Malgré ses distinctions, Sandrine Mubenga n’oublie pas la promesse qu’elle a faite lorsqu’elle souffrait à 17 ans sur son lit d’hôpital. Son entreprise installe en RDC de nombreux systèmes solaires communautaires dans des zones non desservies par les réseaux nationaux.
Un rai de lumière pour les Congolais exclus des réseaux électriques nationaux.
Elle n’hésite pas à faire plus pour aider. « Une des choses que j’ai instaurée à la création de SMIN Power Group est l’idée de faire de l’alternance. J’avais demandé à mon directeur de recruter des étudiants congolais qui voulaient apprendre le métier. Un étudiant qui est venu chez nous m’a dit qu’il aimait bien ce qu’il faisait, mais qu’il avait du mal à payer pour ses études. En 2018, nous avons lancé un système de bourse. Nous avons offert six bourses, cette année-là, pour que des étudiants congolais puissent payer leurs études dans le domaine des sciences, technologies, ingénieries et mathématiques (STEM). La réponse a été si positive que nous avons créé, avec quelques amis, l’ONG STEM DRC Initiative, une organisation à but non lucratif qui a pu offrir 63 bourses d’études en 2019 », confie la native de Kinshasa. Elle espère, d’ici 2030, fournir 700 bourses d’études et espère pouvoir apporter l’électricité dans toutes les régions de la RDC qui n’en ont pas encore. « Pour moi, la vie est une étincelle que l’électricité peut préserver », philosophe-t-elle.

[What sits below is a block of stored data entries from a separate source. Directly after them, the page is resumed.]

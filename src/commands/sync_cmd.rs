//! Sync CLI commands: manual sync, status and live event stream.

use clap::Args;
use renova_sync_core::{Connectivity, SyncEngine};
use tokio::sync::broadcast::error::RecvError;

use super::{CommandError, OutputFormat};
use crate::config::Config;

/// Push pending changes and pull every configured collection
#[derive(Args)]
pub struct SyncCommand;

impl SyncCommand {
    pub async fn run(&self, engine: &SyncEngine, config: &Config) -> Result<(), CommandError> {
        if !config.remote.is_configured() {
            return Err(CommandError::NotConfigured);
        }

        if !engine.is_online() {
            let pending = engine.status().await.pending_count;
            println!("✗ Server unreachable; {} change(s) stay queued.", pending);
            return Ok(());
        }

        println!("Syncing with server...");
        println!();

        let pushed = engine.push_all().await?;
        println!(
            "  ✓ pushed {} upsert(s), {} delete(s)",
            pushed.upserted, pushed.deleted
        );

        let pulled = engine.pull_all().await?;
        println!("  ✓ pulled {} collection(s)", pulled);

        println!();
        println!("Sync complete.");
        Ok(())
    }
}

/// Show sync status
#[derive(Args)]
pub struct StatusCommand {
    /// Output format
    #[arg(long, short, value_enum, default_value = "text")]
    pub format: OutputFormat,
}

impl StatusCommand {
    pub async fn run(&self, engine: &SyncEngine, config: &Config) -> Result<(), CommandError> {
        let status = engine.status().await;

        match self.format {
            OutputFormat::Json => {
                println!("{}", serde_json::to_string_pretty(&status)?);
            }
            OutputFormat::Text => {
                println!("Sync Status");
                println!("===========");
                println!();

                match &config.remote.server_url {
                    Some(url) => println!("Server:       {}", url),
                    None => println!("Server:       not configured"),
                }
                let marker = match status.connectivity {
                    Connectivity::Online => "✓",
                    Connectivity::Syncing => "…",
                    Connectivity::Offline => "✗",
                };
                println!("Connectivity: {} {}", marker, status.connectivity);
                println!("Pending:      {}", status.pending_count);
                match status.last_sync_at {
                    Some(at) => println!("Last sync:    {}", at.format("%Y-%m-%d %H:%M:%S UTC")),
                    None => println!("Last sync:    never"),
                }
                println!("Conflicts:    {}", status.conflict_count);
                println!("Strategy:     {}", engine.strategy());
            }
        }
        Ok(())
    }
}

/// Stream sync events until Ctrl-C
#[derive(Args)]
pub struct WatchCommand;

impl WatchCommand {
    pub async fn run(&self, engine: &SyncEngine, config: &Config) -> Result<(), CommandError> {
        if !config.remote.is_configured() {
            return Err(CommandError::NotConfigured);
        }

        let mut events = engine.subscribe_events();
        println!(
            "Watching {} (Ctrl-C to stop)",
            engine.options().collections.join(", ")
        );
        if !engine.is_online() {
            println!("✗ Server unreachable; only local changes will show.");
        }

        loop {
            tokio::select! {
                _ = tokio::signal::ctrl_c() => break,
                event = events.recv() => match event {
                    Ok(event) => println!("{} {}", event.name(), serde_json::to_string(&event)?),
                    Err(RecvError::Lagged(skipped)) => {
                        tracing::warn!("Skipped {} event(s)", skipped);
                    }
                    Err(RecvError::Closed) => break,
                },
            }
        }

        engine.shutdown();
        Ok(())
    }
}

Elle espère, d’ici 2030, fournir 700 bourses d’études et espère pouvoir apporter l’électricité dans toutes les régions de la RDC qui n’en ont pas encore.
Le 17 juillet 2020, à la création de l’ARE en RDC, elle est nommée directrice générale de la nouvelle institution et peut se battre, de manière plus officielle, pour apporter de l’électricité aux Congolais. D’une certaine manière, Sandrine Mubenga est un véritable rai de lumière pour les Congolais exclus des réseaux électriques nationaux, et plutôt deux fois qu’une quand on voit le plaisir avec lequel elle le fait. Comme le disait l’Abbé Pierre, un sourire coûte moins cher que l’électricité, mais donne autant de lumière.